Choosing the right keywords, optimizing pages for search engine consumption, and other quite technical topics get quite a bit of attention. But almost everything you need to know about search engine positioning can be summed up in one word.
The one all-important word in internet marketing is of course content. If you have content which is useful to visitors, you’re already 90% there, and all the rest is fine tuning. If you don’t have worthwhile content, all the keyword optimization in the world won’t get you very far.
Thinking Like a Search Engine
To understand why content is vastly more important than any kind of search engine optimization or other technical tweaking, just try thinking like a search engine for a moment…
If you are a search engine, what is your job? Your job is to find content that visitors to your service will find useful.
If you are a search engine, what happens if you fail to find content that visitors to your service will find useful? Visitors will go somewhere else more capable of finding useful content.
If you are a search engine, what kind of development resources get thrown your way to help make you more effective? As a major search engine (say, Google, Yahoo, MSN, etc.), you will benefit from millions upon millions of dollars of development effort.
If you are one of the major search engines benefiting from millions of dollars of development effort, how clever are you? You are very very clever indeed.
So, the job of a search engine is to figure out, as accurately as possible, what pages will be useful to someone searching for particular words and phrases. The ‘big name’ search engines are exceptionally good at this, and they are getting better every day.

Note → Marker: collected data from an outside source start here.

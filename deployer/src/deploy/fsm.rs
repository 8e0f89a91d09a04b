//! Finite State Machine for a two-stage device update

use std::time::Duration;

use crate::models::outcome::UpdateStage;
use crate::utils::BackoffOptions;

/// Update settings
#[derive(Debug, Clone)]
pub struct UpdateSettings {
    /// Budget for one device across every stage, retry and wait
    pub device_timeout: Duration,

    /// Attempts per upload stage
    pub max_attempts: u32,

    /// Delay between attempts
    pub backoff: BackoffOptions,

    /// Timeout of a single upload request
    pub request_timeout: Duration,

    /// Initial wait after the firmware upload is accepted
    pub settle_delay: Duration,

    /// Liveness probes after the initial wait; 0 means wait only
    pub settle_probes: u32,

    /// Delay between liveness probes
    pub settle_probe_interval: Duration,

    /// Timeout of a single liveness probe
    pub probe_timeout: Duration,
}

impl Default for UpdateSettings {
    fn default() -> Self {
        Self {
            device_timeout: Duration::from_secs(180),
            max_attempts: 3,
            backoff: BackoffOptions::default(),
            request_timeout: Duration::from_secs(15),
            settle_delay: Duration::from_secs(10),
            settle_probes: 5,
            settle_probe_interval: Duration::from_secs(5),
            probe_timeout: Duration::from_secs(2),
        }
    }
}

/// Update state
#[derive(Debug, Clone, Copy, PartialEq, Eq)]
pub enum UpdateState {
    /// Nothing sent yet
    Idle,

    /// Sending the application image
    FirmwareUploading,

    /// Application image accepted, device rebooting
    FirmwareVerified,

    /// Sending the web-asset image
    WwwUploading,

    /// Both partitions accepted (terminal)
    WwwVerified,

    /// Gave up in the given stage (terminal)
    Failed(UpdateStage),
}

impl UpdateState {
    /// Stage this state belongs to
    pub fn stage(&self) -> UpdateStage {
        match self {
            UpdateState::Idle | UpdateState::FirmwareUploading => UpdateStage::FirmwareUpload,
            UpdateState::FirmwareVerified => UpdateStage::FirmwareSettle,
            UpdateState::WwwUploading => UpdateStage::WwwUpload,
            UpdateState::WwwVerified => UpdateStage::Verified,
            UpdateState::Failed(stage) => *stage,
        }
    }

    pub fn is_terminal(&self) -> bool {
        matches!(self, UpdateState::WwwVerified | UpdateState::Failed(_))
    }
}

/// Update event
#[derive(Debug, Clone)]
pub enum UpdateEvent {
    /// Begin the firmware stage
    Start,

    /// Device answered an upload with a success status
    UploadAccepted,

    /// One attempt of the current upload failed
    AttemptFailed(String),

    /// Device is reachable again after the firmware reboot
    Settled,

    /// Stop in the current stage
    GiveUp(String),
}

/// Per-device update FSM
#[derive(Debug, Clone)]
pub struct UpdateFsm {
    state: UpdateState,
    error: Option<String>,
    attempts: u32,
}

impl UpdateFsm {
    /// Create a new FSM in idle state
    pub fn new() -> Self {
        Self {
            state: UpdateState::Idle,
            error: None,
            attempts: 0,
        }
    }

    /// Get current state
    pub fn state(&self) -> UpdateState {
        self.state
    }

    /// Last error, if any
    pub fn error(&self) -> Option<&str> {
        self.error.as_deref()
    }

    /// Attempts made in the current stage
    pub fn attempts(&self) -> u32 {
        self.attempts
    }

    /// Process an event and transition state
    pub fn process(&mut self, event: UpdateEvent) -> Result<(), String> {
        let new_state = match (&self.state, &event) {
            (UpdateState::Idle, UpdateEvent::Start) => UpdateState::FirmwareUploading,

            (UpdateState::FirmwareUploading, UpdateEvent::UploadAccepted) => {
                self.attempts += 1;
                UpdateState::FirmwareVerified
            }
            (UpdateState::FirmwareVerified, UpdateEvent::Settled) => {
                self.attempts = 0;
                self.error = None;
                UpdateState::WwwUploading
            }
            (UpdateState::WwwUploading, UpdateEvent::UploadAccepted) => {
                self.attempts += 1;
                UpdateState::WwwVerified
            }

            // A failed attempt keeps the stage; the caller decides whether to retry
            (
                UpdateState::FirmwareUploading | UpdateState::WwwUploading,
                UpdateEvent::AttemptFailed(err),
            ) => {
                self.attempts += 1;
                self.error = Some(err.clone());
                self.state
            }

            (state, UpdateEvent::GiveUp(err)) if !state.is_terminal() => {
                self.error = Some(err.clone());
                UpdateState::Failed(state.stage())
            }

            (state, event) => {
                return Err(format!("Invalid transition: {:?} -> {:?}", state, event));
            }
        };

        self.state = new_state;
        Ok(())
    }

    /// Whether the current upload stage may be attempted again
    pub fn can_retry(&self, max_attempts: u32) -> bool {
        matches!(
            self.state,
            UpdateState::FirmwareUploading | UpdateState::WwwUploading
        ) && self.attempts < max_attempts
    }
}

impl Default for UpdateFsm {
    fn default() -> Self {
        Self::new()
    }
}
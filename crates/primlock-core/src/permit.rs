//! Permit trees: the policy language describing which parts of an object
//! graph survive a lockdown pass.
//!
//! A tree mirrors the shape of the graph it governs. Interior nodes carry a
//! name-to-permit map; leaves say what may be done with a single property.
//! The JSON form is the compact literal notation policies are usually written
//! in: `true` keeps a property as-is, `"*"` keeps it and lets delegating
//! objects inherit the grant, `"accessor"` keeps a getter/setter pair,
//! `false` denies, and a nested object descends.

use std::collections::BTreeMap;

use serde::de::Error as _;
use serde::{Deserialize, Deserializer, Serialize, Serializer};

/// Reserved name under which an object's delegate is guarded, as if the
/// prototype link were a property. Real property names never collide with
/// it because `<` cannot start an identifier.
pub const DELEGATE_NAME: &str = "<proto>";

#[derive(Debug, Clone, PartialEq, Eq)]
pub enum Permit {
    /// Remove or neutralise the property.
    Deny,
    /// Keep the property; its value is walked under its own permits.
    AllowAsIs,
    /// Like `AllowAsIs`, and objects delegating to the owner inherit the
    /// grant for this name.
    AllowWildcard,
    /// Keep the property only if it is an accessor pair; both functions are
    /// walked.
    AllowAccessor,
    /// Descend: the named child object is governed by this map.
    Subtree(BTreeMap<String, Permit>),
}

impl Permit {
    /// Builds an interior node from literal pairs. Test and policy
    /// construction convenience.
    pub fn subtree<'a>(entries: impl IntoIterator<Item = (&'a str, Permit)>) -> Permit {
        Permit::Subtree(entries.into_iter().map(|(name, permit)| (name.to_string(), permit)).collect())
    }

    pub fn children(&self) -> Option<&BTreeMap<String, Permit>> {
        match self {
            Permit::Subtree(map) => Some(map),
            _ => None,
        }
    }

    pub fn named(&self, name: &str) -> Option<&Permit> {
        self.children().and_then(|map| map.get(name))
    }

    /// Whether a property kept under this permit is expected to be a plain
    /// value rather than an accessor pair.
    pub fn expects_value(&self) -> bool {
        !matches!(self, Permit::AllowAccessor)
    }
}

const WILDCARD_TAG: &str = "*";
const ACCESSOR_TAG: &str = "accessor";

impl Serialize for Permit {
    fn serialize<S: Serializer>(&self, serializer: S) -> Result<S::Ok, S::Error> {
        match self {
            Permit::Deny => serializer.serialize_bool(false),
            Permit::AllowAsIs => serializer.serialize_bool(true),
            Permit::AllowWildcard => serializer.serialize_str(WILDCARD_TAG),
            Permit::AllowAccessor => serializer.serialize_str(ACCESSOR_TAG),
            Permit::Subtree(map) => map.serialize(serializer),
        }
    }
}

#[derive(Deserialize)]
#[serde(untagged)]
enum RawPermit {
    Flag(bool),
    Tag(String),
    Map(BTreeMap<String, RawPermit>),
}

fn lower(raw: RawPermit) -> Result<Permit, String> {
    match raw {
        RawPermit::Flag(false) => Ok(Permit::Deny),
        RawPermit::Flag(true) => Ok(Permit::AllowAsIs),
        RawPermit::Tag(tag) if tag == WILDCARD_TAG => Ok(Permit::AllowWildcard),
        RawPermit::Tag(tag) if tag == ACCESSOR_TAG => Ok(Permit::AllowAccessor),
        RawPermit::Tag(tag) => Err(format!("unknown permit tag {tag:?}")),
        RawPermit::Map(map) => {
            let mut lowered = BTreeMap::new();
            for (name, child) in map {
                lowered.insert(name, lower(child)?);
            }
            Ok(Permit::Subtree(lowered))
        }
    }
}

impl<'de> Deserialize<'de> for Permit {
    fn deserialize<D: Deserializer<'de>>(deserializer: D) -> Result<Self, D::Error> {
        let raw = RawPermit::deserialize(deserializer)?;
        lower(raw).map_err(D::Error::custom)
    }
}
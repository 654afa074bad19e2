use thiserror::Error;

use crate::value::ObjId;

/// Guest-visible error taxonomy.
///
/// The first five variants are the error classes sandboxed code can raise
/// and observe. The rest are host-side failures: resource limits and the
/// introspection faults a broken runtime can produce, which callers must
/// treat as anomalies rather than crashes.
#[derive(Debug, Clone, Error, PartialEq)]
pub enum RuntimeError {
    #[error("TypeError: {0}")]
    Type(String),
    #[error("ReferenceError: {0}")]
    Reference(String),
    #[error("RangeError: {0}")]
    Range(String),
    #[error("SyntaxError: {0}")]
    Syntax(String),
    #[error("EvalError: {0}")]
    Eval(String),
    #[error("host fault: {0}")]
    HostFault(String),
    #[error("call depth limit of {0} exceeded")]
    RecursionLimit(usize),
    #[error("expression nesting limit of {0} exceeded")]
    ParseDepth(usize),
    #[error("own-property enumeration failed on {0}")]
    EnumerationFailed(ObjId),
    #[error("descriptor lookup failed on {0}")]
    DescriptorLookupFailed(ObjId),
    #[error("delegate lookup failed on {0}")]
    ProtoLookupFailed(ObjId),
}

impl RuntimeError {
    pub fn type_error(msg: impl Into<String>) -> Self {
        RuntimeError::Type(msg.into())
    }

    pub fn reference(msg: impl Into<String>) -> Self {
        RuntimeError::Reference(msg.into())
    }

    pub fn range(msg: impl Into<String>) -> Self {
        RuntimeError::Range(msg.into())
    }

    pub fn syntax(msg: impl Into<String>) -> Self {
        RuntimeError::Syntax(msg.into())
    }

    pub fn eval_error(msg: impl Into<String>) -> Self {
        RuntimeError::Eval(msg.into())
    }
}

The high level of sophistication of today’s major search engines explains why, for example, the content of
META tags has become almost irrelevant to search engine positioning. Why are
META tags virtually irrelevant? They are virtually irrelevant because they make almost no difference to the usefulness of a page’s content for someone who actually visits the page. In other words, you can put any keywords you want in a
META tag, but if the visitor never sees them, what difference do they make? More than a decade ago, before major search engines figured this out, some webmasters did enjoy success stuffing irrelevant keywords into their
META tags, thereby attracting visitors who thought they were being directed to something completely different than what they actually found. Major search engines today do pay a little bit of attention to
META tags, but very little; their main relevance from a search engine perspective these days is that some search engines display the
META DESCRIPTION tag to describe sites on their results pages.
Why Content Matters
The most important lesson from all this is that what really matters to search engine positioning, what really matters to strategic internet marketing, what really matters to increasing the traffic to your private practice website is very simple: content.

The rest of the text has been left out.